WHAT THE TASK REQUIRES: Copy each line of the records that includes "PatternStrengthened".
◆ ◆ ◆ ◆ ◆
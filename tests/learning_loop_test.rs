//! End-to-end tests for the learning loop: classify, strengthen, persist,
//! restart, restore.

use std::collections::{BTreeMap, HashMap};

use pattern_guard::config::LearningConfig;
use pattern_guard::learning::store::{ERROR_PATTERNS_FILE, BACKUP_FILE};
use pattern_guard::learning::{
    ErrorCategory, ErrorPattern, EventType, LearningSystem, NEW_PATTERN_MATCH_CONFIDENCE,
    NEW_PATTERN_SEED_CONFIDENCE,
};
use pattern_guard::FailureSignal;
use tempfile::TempDir;

fn open(dir: &TempDir) -> LearningSystem {
    LearningSystem::open_in(dir.path(), LearningConfig::default())
}

fn styling_signal() -> FailureSignal {
    FailureSignal::new("StylingError", "E501 line too long (120 > 100 characters)")
}

#[test]
fn test_import_error_learned_end_to_end() {
    let dir = TempDir::new().unwrap();
    let system = open(&dir);

    let result = system.match_signal(&FailureSignal::new("ImportError", "No module named 'yaml'"));

    assert!(result.pattern_id.starts_with("import_error_"));
    assert_eq!(result.confidence, NEW_PATTERN_MATCH_CONFIDENCE);
    assert!(result
        .prevention_suggestions
        .iter()
        .any(|s| s.contains("requirements.txt")));

    let stored = system.store().error_pattern(&result.pattern_id).unwrap();
    assert_eq!(stored.pattern_type, ErrorCategory::ImportError);
    assert_eq!(stored.frequency, 1);
    assert_eq!(stored.confidence, NEW_PATTERN_SEED_CONFIDENCE);

    let on_disk = std::fs::read_to_string(dir.path().join(ERROR_PATTERNS_FILE)).unwrap();
    assert!(on_disk.contains(&result.pattern_id));

    let stats = system.get_stats();
    assert_eq!(stats.patterns_learned, 1);
    assert_eq!(stats.event_type_distribution[EventType::PatternLearned.as_str()], 1);
}

#[test]
fn test_repeated_styling_signal_strengthens_one_pattern() {
    let dir = TempDir::new().unwrap();
    let system = open(&dir);

    let ids: Vec<String> = (0..3)
        .map(|_| system.match_signal(&styling_signal()).pattern_id)
        .collect();
    assert!(ids.iter().all(|id| id == &ids[0]));
    assert!(ids[0].starts_with("styling_error_"));

    let patterns = system.store().error_patterns();
    assert_eq!(patterns.len(), 1);
    assert_eq!(patterns[0].frequency, 3);
    assert!((patterns[0].confidence - 0.6).abs() < 1e-9);

    let stats = system.get_stats();
    assert_eq!(stats.patterns_learned, 1);
    assert_eq!(stats.patterns_applied, 2);
}

#[test]
fn test_confidence_converges_to_cap() {
    let dir = TempDir::new().unwrap();
    let system = open(&dir);

    let mut last = 0.0;
    for _ in 0..20 {
        let result = system.match_signal(&styling_signal());
        assert!(result.confidence <= 0.95 + 1e-9);
        last = system.store().error_pattern(&result.pattern_id).unwrap().confidence;
    }
    assert!((last - 0.95).abs() < 1e-9);

    // further sightings no longer report a strengthening step
    let before = system.get_stats().event_type_distribution[EventType::PatternStrengthened.as_str()];
    system.match_signal(&styling_signal());
    let after = system.get_stats().event_type_distribution[EventType::PatternStrengthened.as_str()];
    assert_eq!(before, after);
}

#[test]
fn test_restore_merges_snapshot_and_category_file() {
    let dir = TempDir::new().unwrap();
    {
        let system = open(&dir);
        system.match_signal(&FailureSignal::new("ImportError", "No module named 'yaml'"));
        system.match_signal(&FailureSignal::new("TypeError", "'NoneType' object has no attribute 'split'"));
        assert!(system.save_snapshot());
    }
    assert!(dir.path().join(BACKUP_FILE).exists());

    // another writer replaces the category file with a disjoint set
    let written: BTreeMap<String, ErrorPattern> = ["W291 trailing whitespace", "E111 indentation is not a multiple of four", "would reformat src/app.py"]
        .iter()
        .map(|message| {
            let pattern = ErrorPattern::from_signal(ErrorCategory::StylingError, &FailureSignal::new("lint", *message));
            (pattern.pattern_id.clone(), pattern)
        })
        .collect();
    assert_eq!(written.len(), 3);
    std::fs::write(
        dir.path().join(ERROR_PATTERNS_FILE),
        serde_json::to_string_pretty(&written).unwrap(),
    )
    .unwrap();

    let reopened = open(&dir);
    let count = reopened.store().pattern_counts().error_patterns;
    assert!(count >= written.len().max(2));
    for id in written.keys() {
        assert!(reopened.store().error_pattern(id).is_some());
    }
}

#[test]
fn test_unwritable_state_dir_still_classifies() {
    let dir = TempDir::new().unwrap();
    let blocker = dir.path().join("not_a_dir");
    std::fs::write(&blocker, "plain file").unwrap();
    let system = LearningSystem::open_in(blocker.join("state"), LearningConfig::default());

    let signal = FailureSignal::new("ImportError", "No module named 'yaml'");
    let first = system.match_signal(&signal);
    assert!(first.pattern_id.starts_with("import_error_"));
    assert_eq!(first.confidence, NEW_PATTERN_MATCH_CONFIDENCE);

    let second = system.match_signal(&signal);
    assert_eq!(second.pattern_id, first.pattern_id);
    assert!((second.confidence - (NEW_PATTERN_SEED_CONFIDENCE + 0.05)).abs() < 1e-9);

    let stored = system.store().error_pattern(&first.pattern_id).unwrap();
    assert_eq!(stored.frequency, 2);
    assert_eq!(system.get_stats().patterns_learned, 1);
    assert!(!system.save_snapshot());
}

#[test]
fn test_counters_survive_restart() {
    let dir = TempDir::new().unwrap();
    let before = {
        let system = open(&dir);
        system.match_signal(&styling_signal());
        system.match_signal(&styling_signal());
        system.observe_command("pytest -q", false, &HashMap::new());
        system.get_stats()
    };

    let reopened = open(&dir);
    let after = reopened.get_stats();
    assert_eq!(after.patterns_learned, before.patterns_learned);
    assert_eq!(after.patterns_applied, before.patterns_applied);
    assert_eq!(after.total_learning_events, before.total_learning_events);
    assert_eq!(reopened.store().command_history().len(), 1);
}

#[test]
fn test_get_stats_is_idempotent() {
    let dir = TempDir::new().unwrap();
    let system = open(&dir);
    system.match_signal(&styling_signal());
    system.record_learning_event("manual_review", serde_json::json!({ "note": "checked" }));

    let first = system.get_stats();
    let second = system.get_stats();
    assert_eq!(first, second);
    assert_eq!(first.event_type_distribution["manual_review"], 1);
}

#[test]
fn test_same_inputs_same_patterns() {
    let signals = [
        FailureSignal::new("ImportError", "No module named 'requests'"),
        FailureSignal::new("TypeError", "unsupported operand type(s) for +: 'int' and 'str'"),
        FailureSignal::new("ImportError", "No module named 'requests'"),
        FailureSignal::new("CliError", "error: unrecognized arguments: --fast"),
    ];

    let run = || {
        let dir = TempDir::new().unwrap();
        let system = open(&dir);
        signals
            .iter()
            .map(|s| {
                let result = system.match_signal(s);
                (result.pattern_id, result.confidence)
            })
            .collect::<Vec<_>>()
    };

    assert_eq!(run(), run());
}

#[test]
fn test_unknown_failure_is_not_learned() {
    let dir = TempDir::new().unwrap();
    let system = open(&dir);
    let result = system.match_signal(&FailureSignal::new("Panic", "segmentation fault"));
    assert!(result.is_unknown());
    assert!(system.store().error_patterns().is_empty());
    assert_eq!(system.get_stats().patterns_learned, 0);
}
◆ ◆ ◆ ◆ ◆
ANSWER SPACE:
    let before = system.get_stats().event_type_distribution[EventType::PatternStrengthened.as_str()];
    let after = system.get_stats().event_type_distribution[EventType::PatternStrengthened.as_str()];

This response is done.